According to Alanna Dwyer, marketing manager for high-performance computer solutions at HP, HPC technology has enabled industry users to achieve the highest efficiency and utilization rates for their systems. This development coupled with accessibility, ease of use, and affordable hardware and software has prompted SMBs and smaller workgroups to get onboard with some of the same tools and methods that the big players use.

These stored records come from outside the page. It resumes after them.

//! Argument and result structures for the directory procedures: CREATE,
//! MKDIR, SYMLINK, MKNOD, RENAME, READDIR and READDIRPLUS.

#![allow(dead_code)]
#![allow(non_camel_case_types)]

use std::io::{Read, Write};

use num_derive::{FromPrimitive, ToPrimitive};

use super::*;

/// How CREATE describes the new file: initial attributes for UNCHECKED
/// and GUARDED, a client verifier for EXCLUSIVE.
#[derive(Clone, Debug)]
pub enum createhow3 {
    UNCHECKED(sattr3),
    GUARDED(sattr3),
    EXCLUSIVE(createverf3),
}

impl Default for createhow3 {
    fn default() -> createhow3 {
        createhow3::UNCHECKED(sattr3::default())
    }
}

impl Serialize for createhow3 {
    fn serialize<W: Write>(&self, dest: &mut W) -> std::io::Result<()> {
        match self {
            createhow3::UNCHECKED(attr) => {
                0_u32.serialize(dest)?;
                attr.serialize(dest)
            }
            createhow3::GUARDED(attr) => {
                1_u32.serialize(dest)?;
                attr.serialize(dest)
            }
            createhow3::EXCLUSIVE(verf) => {
                2_u32.serialize(dest)?;
                verf.serialize(dest)
            }
        }
    }
}

impl Deserialize for createhow3 {
    fn deserialize<R: Read>(&mut self, src: &mut R) -> std::io::Result<()> {
        match deserialize::<u32>(src)? {
            0 => *self = createhow3::UNCHECKED(deserialize(src)?),
            1 => *self = createhow3::GUARDED(deserialize(src)?),
            2 => *self = createhow3::EXCLUSIVE(deserialize(src)?),
            tag => {
                return Err(super::super::utils::invalid_data(format!(
                    "invalid createmode3 {tag}"
                )))
            }
        }
        Ok(())
    }
}

/// CREATE arguments.
#[derive(Clone, Debug, Default)]
pub struct CREATE3args {
    pub dirops: diropargs3,
    pub how: createhow3,
}
DeserializeStruct!(CREATE3args, dirops, how);
SerializeStruct!(CREATE3args, dirops, how);

/// MKDIR arguments.
#[derive(Clone, Debug, Default)]
pub struct MKDIR3args {
    pub dirops: diropargs3,
    pub attributes: sattr3,
}
DeserializeStruct!(MKDIR3args, dirops, attributes);
SerializeStruct!(MKDIR3args, dirops, attributes);

/// SYMLINK arguments.
#[derive(Clone, Debug, Default)]
pub struct SYMLINK3args {
    pub dirops: diropargs3,
    pub symlink: symlinkdata3,
}
DeserializeStruct!(SYMLINK3args, dirops, symlink);
SerializeStruct!(SYMLINK3args, dirops, symlink);

/// RENAME arguments: source and destination directory/name pairs.
#[derive(Clone, Debug, Default)]
pub struct RENAME3args {
    pub from: diropargs3,
    pub to: diropargs3,
}
DeserializeStruct!(RENAME3args, from, to);
SerializeStruct!(RENAME3args, from, to);

/// Device class for MKNOD. Decoded for completeness; this server answers
/// MKNOD with NFS3ERR_NOTSUPP.
#[derive(Copy, Clone, Debug, Default, FromPrimitive, ToPrimitive)]
#[repr(u32)]
pub enum devicetype3 {
    #[default]
    NF3CHR = 0,
    NF3BLK = 1,
    NF3SOCK = 2,
    NF3FIFO = 3,
}
impl SerializeEnum for devicetype3 {}
impl DeserializeEnum for devicetype3 {}

/// Attributes plus device numbers for a character or block node.
#[derive(Clone, Debug, Default)]
pub struct devicedata3 {
    pub dev_attributes: sattr3,
    pub spec: specdata3,
}
DeserializeStruct!(devicedata3, dev_attributes, spec);
SerializeStruct!(devicedata3, dev_attributes, spec);

/// What MKNOD is asked to create, discriminated by [`devicetype3`].
#[derive(Clone, Debug)]
pub enum mknoddata3 {
    CHR(devicedata3),
    BLK(devicedata3),
    SOCK(sattr3),
    FIFO(sattr3),
}

impl Default for mknoddata3 {
    fn default() -> mknoddata3 {
        mknoddata3::FIFO(sattr3::default())
    }
}

impl Serialize for mknoddata3 {
    fn serialize<W: Write>(&self, dest: &mut W) -> std::io::Result<()> {
        match self {
            mknoddata3::CHR(dev) => {
                devicetype3::NF3CHR.serialize(dest)?;
                dev.serialize(dest)
            }
            mknoddata3::BLK(dev) => {
                devicetype3::NF3BLK.serialize(dest)?;
                dev.serialize(dest)
            }
            mknoddata3::SOCK(attr) => {
                devicetype3::NF3SOCK.serialize(dest)?;
                attr.serialize(dest)
            }
            mknoddata3::FIFO(attr) => {
                devicetype3::NF3FIFO.serialize(dest)?;
                attr.serialize(dest)
            }
        }
    }
}

impl Deserialize for mknoddata3 {
    fn deserialize<R: Read>(&mut self, src: &mut R) -> std::io::Result<()> {
        *self = match deserialize::<devicetype3>(src)? {
            devicetype3::NF3CHR => mknoddata3::CHR(deserialize(src)?),
            devicetype3::NF3BLK => mknoddata3::BLK(deserialize(src)?),
            devicetype3::NF3SOCK => mknoddata3::SOCK(deserialize(src)?),
            devicetype3::NF3FIFO => mknoddata3::FIFO(deserialize(src)?),
        };
        Ok(())
    }
}

/// MKNOD arguments. Decoded in full; the server answers MKNOD with
/// NFS3ERR_NOTSUPP, since a working copy never contains device nodes.
#[derive(Clone, Debug, Default)]
pub struct MKNOD3args {
    pub dirops: diropargs3,
    pub what: mknoddata3,
}
DeserializeStruct!(MKNOD3args, dirops, what);
SerializeStruct!(MKNOD3args, dirops, what);

/// One READDIR entry: id, name, and the cookie resuming iteration after
/// this entry.
#[derive(Clone, Debug, Default)]
pub struct entry3 {
    pub fileid: fileid3,
    pub name: filename3,
    pub cookie: cookie3,
}
DeserializeStruct!(entry3, fileid, name, cookie);
SerializeStruct!(entry3, fileid, name, cookie);

/// READDIR arguments. `cookie` 0 starts from the beginning; otherwise
/// `cookieverf` must equal the verifier issued with the cookie.
#[derive(Clone, Debug, Default)]
pub struct READDIR3args {
    pub dir: nfs_fh3,
    pub cookie: cookie3,
    pub cookieverf: cookieverf3,
    /// Reply byte budget covering the entry list.
    pub count: count3,
}
DeserializeStruct!(READDIR3args, dir, cookie, cookieverf, count);
SerializeStruct!(READDIR3args, dir, cookie, cookieverf, count);

/// One READDIRPLUS entry: like [`entry3`] with attributes and a handle.
#[derive(Clone, Debug, Default)]
pub struct entryplus3 {
    pub fileid: fileid3,
    pub name: filename3,
    pub cookie: cookie3,
    pub name_attributes: post_op_attr,
    pub name_handle: post_op_fh3,
}
DeserializeStruct!(entryplus3, fileid, name, cookie, name_attributes, name_handle);
SerializeStruct!(entryplus3, fileid, name, cookie, name_attributes, name_handle);

/// READDIRPLUS arguments. `dircount` budgets the directory portion of the
/// reply, `maxcount` the whole reply.
#[derive(Clone, Debug, Default)]
pub struct READDIRPLUS3args {
    pub dir: nfs_fh3,
    pub cookie: cookie3,
    pub cookieverf: cookieverf3,
    pub dircount: count3,
    pub maxcount: count3,
}
DeserializeStruct!(READDIRPLUS3args, dir, cookie, cookieverf, dircount, maxcount);
SerializeStruct!(READDIRPLUS3args, dir, cookie, cookieverf, dircount, maxcount);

"With higher utilization on their servers, the enterprise/SMB market can benefit from the Linux tools and methodologies developed in HPC for managing groups of systems in light-weight, efficient manner, and also from storage management solutions to enable higher I/O and file capacity required as utilization grows," says Dwyer. "With new and innovative high-performance computing hitting the market on a constant basis, Enterprise/SMB customers are being forced to learn how to best utilize HPC technologies to better their business outcomes."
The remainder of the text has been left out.